Tant pis pour l’amour est une émouvante BD coup de poing, paf dans les tripes, mais aussi drôle et tendre, écrite, dessinée et portée par son auteur Sophie Lambda qui témoigne d’une relation toxique avec « Marcus » (le prénom a été changé).
L’histoire personnelle et amoureuse aurait pu n’être qu’un témoignage de plus, avec le risque de prendre à parti le lecteur, d’aller lui titiller les glandes lacrymales pour, peut-être, horreur, se mettre en avant.
Expirons un grand coup cette pensée malhonnête, ce préjugé idiot, ce n’est pas le cas. Car Sophie Lamba arrive à utiliser le personnel pour exprimer l’universel, toutefois consciente que toutes les réponses ne seront pas apportées. Et elle le fait avec une grande ironie ou un rire désespéré, s’excusant devant le lecteur d’avoir été si faible, de n’avoir pas compris les signaux, d’avoir voulu croire à leur histoire. Elle prend à parti le lecteur, ou commente les scènes avec son ours en peluche Chocolat, grincheux et méfiant, sa bonne conscience mise de côté mais à l’humour cynique qui fait des rivages.

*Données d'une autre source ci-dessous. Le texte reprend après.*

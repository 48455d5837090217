// SPDX-License-Identifier: AGPL-3.0-or-later
//
// Copyright (C) 2026 Relational Network

use std::sync::Arc;

use tracing::{info, warn};

use crate::blockchain::{
    AssociatedTokenResolver, BuilderConfig, LedgerClient, RetryPolicy, TransactionBuilder,
};
use crate::confirmation::ConfirmationTracker;
use crate::config::AppConfig;
use crate::crowdfunding::CampaignService;
use crate::sale::{PhaseRegistry, SaleEngine, SaleError, SupplyLedger};
use crate::storage::SaleDatabase;

#[derive(Clone)]
pub struct AppState {
    pub config: Arc<AppConfig>,
    pub db: Arc<SaleDatabase>,
    pub ledger: Arc<dyn LedgerClient>,
    pub engine: Arc<SaleEngine>,
    pub builder: Arc<TransactionBuilder>,
    pub tracker: ConfirmationTracker,
    pub campaigns: Arc<CampaignService>,
}

impl AppState {
    /// Wire the services together and bring the supply ledger in line with
    /// the phase schedule. Reservations left over from an interrupted run are
    /// released here, before any request is served.
    pub fn build(
        config: AppConfig,
        db: Arc<SaleDatabase>,
        registry: PhaseRegistry,
        ledger: Arc<dyn LedgerClient>,
    ) -> Result<Self, SaleError> {
        let supply = SupplyLedger::new(db.clone());
        supply.seed(registry.phases())?;
        let released = supply.recover_stale_reservations()?;
        if released > 0 {
            warn!(released, "Released reservations left by an interrupted run");
        }

        let retry = RetryPolicy::new(config.ledger.rpc_max_attempts, config.ledger.rpc_timeout);
        let accounts = Arc::new(AssociatedTokenResolver::new(ledger.clone(), retry.clone()));
        let builder = Arc::new(TransactionBuilder::new(
            ledger.clone(),
            accounts,
            retry.clone(),
            BuilderConfig {
                sale_mint: config.sale.sale_mint,
                usdc_mint: config.sale.usdc_mint,
                treasury: config.sale.treasury,
                sale_decimals: config.sale.sale_decimals,
                payment_tokens_per_unit: config.sale.payment_tokens_per_unit,
            },
        ));

        info!(phases = registry.phases().len(), "Sale schedule loaded");
        let engine = Arc::new(SaleEngine::new(
            Arc::new(registry),
            supply,
            builder.clone(),
            config.ledger.build_timeout,
        ));
        let tracker = ConfirmationTracker::new(
            db.clone(),
            ledger.clone(),
            retry,
            config.confirmation.timeout,
        );
        let campaigns = Arc::new(CampaignService::new(
            db.clone(),
            builder.clone(),
            config.sale.crowdfunding_wallet,
            config.ledger.build_timeout,
        ));

        Ok(Self {
            config: Arc::new(config),
            db,
            ledger,
            engine,
            builder,
            tracker,
            campaigns,
        })
    }
}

Tout commence si bien, une rencontre, puis une autre, et il y a le feu dans son petit coeur, et dans celui de Marcus. Leur relation est belle, forte, passionnée, de quoi faire trembler la Terre. Mais progressivement cela s’envenime, par petites touches empoisonnées, puis par grosses louches trempées dans le cyanure. Les petites remarques qui manipulent, les critiques qui culpabilisent, les mensonges, les tromperies, dans une spirale qui engloutit Sophie et son entourage.
Elle fera le choix de couper les ponts, enfin, mais il est déjà trop tard, le mal est là, avec lui les interrogations, les doutes, l’isolement et la dépression. Tout ça en essayant de comprendre, ce pourquoi moi ? Pourquoi ça ? Une vaine tentative.
L’auteure fait donc le choix judicieux de présenter les suites, pas des plus faciles. La rupture ne guérit pas. La troisième partie devient alors plus documentée, les lectures sont mentionnées, les concepts évoqués (avec beaucoup de termes anglo-saxons, correspondant à des recherches sur le sujet avant tout anglophones) et il a fallu en passer par un psychologue. On s’éloigne un peu du maelström de la vie de Sophie pour mieux comprendre les rouages de la tête des pervers narcissiques et autres manipulateurs.
Sophie nous enveloppe si bien dans sa vie personnelle que c’est un peu à contre-courant qu’on doit accepter cette partie où les émotions s’éloignent, mais qui est pourtant très instructive, où les mécanismes de manipulation sont présentés, et ils sont nombreux. Des conseils sont fournis, pour associer les idées aux pratiques, pour mieux se protéger de certains comportements vampiriques.
Sophie Lambda le précise bien, il ne s’agit pas de blâmer un genre sexuel, les manipulateurs n’ont pas de sexe, ce sont des particularités psychologiques, des dynamites à pattes qui explosent dans les bras de ceux qui les accueillent. Elle a eu « Marcus ». Mais il y en a d’autres, et on peut peut-être en pointer certains parmi nos entourages, puisqu’eux ne sont pas, le plus souvent, conscients de la pleine mesure de leur acte.
Comme tant d’autres, Sophie Lambda a commencé à se faire un nom avec un blog BD, elle obtient même une récompense aux Golden Blog Awards de 2013. Relire ses pages à la lumière de cet album fait assez froid dans le dos, puisqu’on n’en retrouve guère les tourments. Comme tant d’autres, la blogueuse parle de petites choses de la vie, quelques anecdotes croquées et autres messages d’amour envers les lecteurs. Le style n’est d’ailleurs guère original, il est gracile, féminin, appliqué mais sans spécificités.
Pour cet album, le trait se fait plus rond, et les expressions optent pour des exagérations plus cartoons. La stylisation fonctionne, chaque visage se lit, chaque émotion se ressent. Les couleurs sont peu nombreuses, elles sont froides, mais le plus souvent enveloppées de noirs et de gris. Les cases s’enchaînent, pour mieux faire battre notre petit coeur de lecteur ou le resserrer, avec quelques effets visuels réussis.
Et cette couverture, si belle, si forte.
Témoigner, oui, mais avec le sourire de celle qui a vaincu ses Démons, pour mieux se moquer d’elle mais aussi expliquer ce type de comportement. Qu’elle ait la force d’un rire ou d’un sanglot, l’émotion qui jaillit de cet album est honnête, forte et vivante.